# DESCRIPTION OF THE TASK
Take every line from the data that has the word "params" in it.

# DATA FOR PROCESSING
//! Least-squares building blocks: polynomial fits, R² and a bounded
//! Levenberg-Marquardt minimizer.
use nalgebra::{DMatrix, DVector};
use crate::analysis::error::AnalysisError;
/// Guard added to the total sum of squares.
pub const R2_EPSILON: f64 = 1e-12;
/// Polynomial coefficients in ascending order (`c0 + c1·x + ...`).
#[derive(Clone, Debug, PartialEq)]
pub struct Polynomial {
    pub coeffs: Vec<f64>,
}
impl Polynomial {
    pub fn eval(&self, x: f64) -> f64 {
        self.coeffs.iter().rev().fold(0.0, |acc, c| acc * x + c)
    }
}
pub fn polyfit(x: &[f64], y: &[f64], degree: usize) -> Result<Polynomial, AnalysisError> {
    let n = x.len().min(y.len());
    if n < degree + 1 {
        return Err(AnalysisError::insufficient("polyfit", degree + 1, n));
    }
    let a = DMatrix::from_fn(n, degree + 1, |r, c| x[r].powi(c as i32));
    let b = DVector::from_column_slice(&y[..n]);
    let svd = a.svd(true, true);
    let solution = svd
        .solve(&b, 1e-14)
        .map_err(|reason| AnalysisError::singular("polyfit", reason))?;
    let coeffs: Vec<f64> = solution.iter().copied().collect();
    if coeffs.iter().any(|c| !c.is_finite()) {
        return Err(AnalysisError::NonFinite("polyfit"));
    }
    Ok(Polynomial { coeffs })
}
/// `1 − SS_res / (SS_tot + 1e-12)`.
pub fn r_squared(observed: &[f64], predicted: &[f64]) -> f64 {
    let n = observed.len().min(predicted.len());
    if n == 0 {
        return 0.0;
    }
    let mean = observed[..n].iter().sum::<f64>() / n as f64;
    let ss_res: f64 = observed[..n]
        .iter()
        .zip(&predicted[..n])
        .map(|(o, p)| (o - p).powi(2))
        .sum();
    let ss_tot: f64 = observed[..n].iter().map(|o| (o - mean).powi(2)).sum();
    let r2 = 1.0 - ss_res / (ss_tot + R2_EPSILON);
    if r2.is_finite() {
        r2
    } else {
        0.0
    }
}
#[derive(Clone, Copy, Debug, PartialEq)]
pub struct LinearFit {
    pub slope: f64,
    pub intercept: f64,
    pub r_squared: f64,
}
/// Ordinary least-squares line with its coefficient of determination.
pub fn linear_fit(x: &[f64], y: &[f64]) -> Result<LinearFit, AnalysisError> {
    let n = x.len().min(y.len());
    if n < 3 {
        return Err(AnalysisError::insufficient("linear_fit", 3, n));
    }
    let x_spread = x[..n].iter().any(|v| *v != x[0]);
    let y_spread = y[..n].iter().any(|v| *v != y[0]);
    if !x_spread || !y_spread {
        return Err(AnalysisError::ZeroVariance("linear_fit"));
    }
    let poly = polyfit(&x[..n], &y[..n], 1)?;
    let predicted: Vec<f64> = x[..n].iter().map(|&v| poly.eval(v)).collect();
    Ok(LinearFit {
        slope: poly.coeffs[1],
        intercept: poly.coeffs[0],
        r_squared: r_squared(&y[..n], &predicted),
    })
}
#[derive(Clone, Debug)]
pub struct LmOutcome {
    pub params: DVector<f64>,
    pub iterations: usize,
    pub converged: bool,
    pub cost: f64,
}
/// Levenberg-Marquardt with Marquardt diagonal scaling and a hard iteration cap.
#[derive(Clone, Copy, Debug)]
pub struct LevenbergMarquardt {
    pub max_iterations: usize,
    pub tolerance: f64,
}
impl Default for LevenbergMarquardt {
    fn default() -> Self {
        Self {
            max_iterations: 200,
            tolerance: 1e-12,
        }
    }
}
impl LevenbergMarquardt {
    pub fn with_max_iterations(max_iterations: usize) -> Self {
        Self {
            max_iterations,
            ..Self::default()
        }
    }
    /// `eval` returns the residual vector (model − data) and the Jacobian of
    /// the model with respect to the parameters, or `None` when the model is
    /// not finite at `params`.
    pub fn minimize<F>(&self, initial: DVector<f64>, eval: F) -> Result<LmOutcome, AnalysisError>
    where
        F: Fn(&DVector<f64>) -> Option<(DVector<f64>, DMatrix<f64>)>,
    {
        let mut params = initial;
        let (mut residuals, mut jacobian) =
            eval(&params).ok_or(AnalysisError::NonFinite("levenberg_marquardt"))?;
        let mut cost = residuals.norm_squared();
        let mut lambda = 1e-3;
        let mut converged = false;
        let mut iterations = 0;
        while iterations < self.max_iterations {
            iterations += 1;
            let jt = jacobian.transpose();
            let mut normal = &jt * &jacobian;
            let rhs = -(&jt * &residuals);
            for i in 0..normal.nrows() {
                let d = normal[(i, i)].max(1e-30);
                normal[(i, i)] += lambda * d;
            }
            let Some(step) = normal.lu().solve(&rhs) else {
                lambda *= 10.0;
                if lambda > 1e12 {
                    break;
                }
                continue;
            };
            let candidate = &params + &step;
            match eval(&candidate) {
                Some((r_new, j_new)) if r_new.norm_squared() < cost => {
                    let new_cost = r_new.norm_squared();
                    let improvement = (cost - new_cost) / cost.max(1e-300);
                    params = candidate;
                    residuals = r_new;
                    jacobian = j_new;
                    cost = new_cost;
                    lambda = (lambda / 10.0).max(1e-12);
                    if improvement < self.tolerance || cost < 1e-30 {
                        converged = true;
                        break;
                    }
                }
                _ => {
                    lambda *= 10.0;
                    if lambda > 1e12 {
                        converged = true;
                        break;
                    }
                }
            }
        }
        if !cost.is_finite() || params.iter().any(|p| !p.is_finite()) {
            return Err(AnalysisError::NonFinite("levenberg_marquardt"));
        }
        Ok(LmOutcome {
            params,
            iterations,
            converged,
            cost,
        })
    }
}
#[cfg(test)]
mod tests {
    use super::*;
    #[test]
    fn polyfit_recovers_a_line() {
        let x = [0.0, 1.0, 2.0, 3.0];
        let y = [1.0, 3.0, 5.0, 7.0];
        let poly = polyfit(&x, &y, 1).unwrap();
        assert!((poly.coeffs[0] - 1.0).abs() < 1e-9);
        assert!((poly.coeffs[1] - 2.0).abs() < 1e-9);
        assert!((poly.eval(4.0) - 9.0).abs() < 1e-9);
    }
    #[test]
    fn linear_fit_rejects_constant_series() {
        let err = linear_fit(&[1.0, 2.0, 3.0], &[4.0, 4.0, 4.0]).unwrap_err();
        assert_eq!(err, AnalysisError::ZeroVariance("linear_fit"));
    }
    #[test]
    fn r_squared_is_one_for_exact_prediction() {
        let y = [1.0, 2.0, 4.0];
        assert!((r_squared(&y, &y) - 1.0).abs() < 1e-12);
    }
    #[test]
    fn levenberg_marquardt_fits_power_law() {
        let x: Vec<f64> = (1..=20).map(|k| k as f64 * 0.1).collect();
        let y: Vec<f64> = x.iter().map(|v| 2.0 * v.powf(1.7)).collect();
        let outcome = LevenbergMarquardt::default()
            .minimize(DVector::from_vec(vec![1.0, 3.0]), |p| {
                let (a, n) = (p[0], p[1]);
                let r = DVector::from_iterator(
                    x.len(),
                    x.iter().zip(&y).map(|(v, i)| a * v.powf(n) - i),
                );
                let j = DMatrix::from_fn(x.len(), 2, |row, col| {
                    let v = x[row];
                    if col == 0 {
                        v.powf(n)
                    } else {
                        a * v.powf(n) * v.ln()
                    }
                });
                Some((r, j))
            })
            .unwrap();
        assert!((outcome.params[0] - 2.0).abs() < 1e-4);
        assert!((outcome.params[1] - 1.7).abs() < 1e-4);
    }
    #[test]
    fn levenberg_marquardt_respects_iteration_cap() {
        let outcome = LevenbergMarquardt::with_max_iterations(3)
            .minimize(DVector::from_vec(vec![10.0]), |p| {
                let r = DVector::from_vec(vec![p[0] - 1.0, p[0] - 1.0]);
                let j = DMatrix::from_vec(2, 1, vec![1.0, 1.0]);
                Some((r, j))
            })
            .unwrap();
        assert!(outcome.iterations <= 3);
    }
}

# RESPONSE
    pub params: DVector<f64>,
    /// not finite at `params`.
        let mut params = initial;
            eval(&params).ok_or(AnalysisError::NonFinite("levenberg_marquardt"))?;
            let candidate = &params + &step;
                    params = candidate;
        if !cost.is_finite() || params.iter().any(|p| !p.is_finite()) {
            params,
        assert!((outcome.params[0] - 2.0).abs() < 1e-4);
        assert!((outcome.params[1] - 1.7).abs() < 1e-4);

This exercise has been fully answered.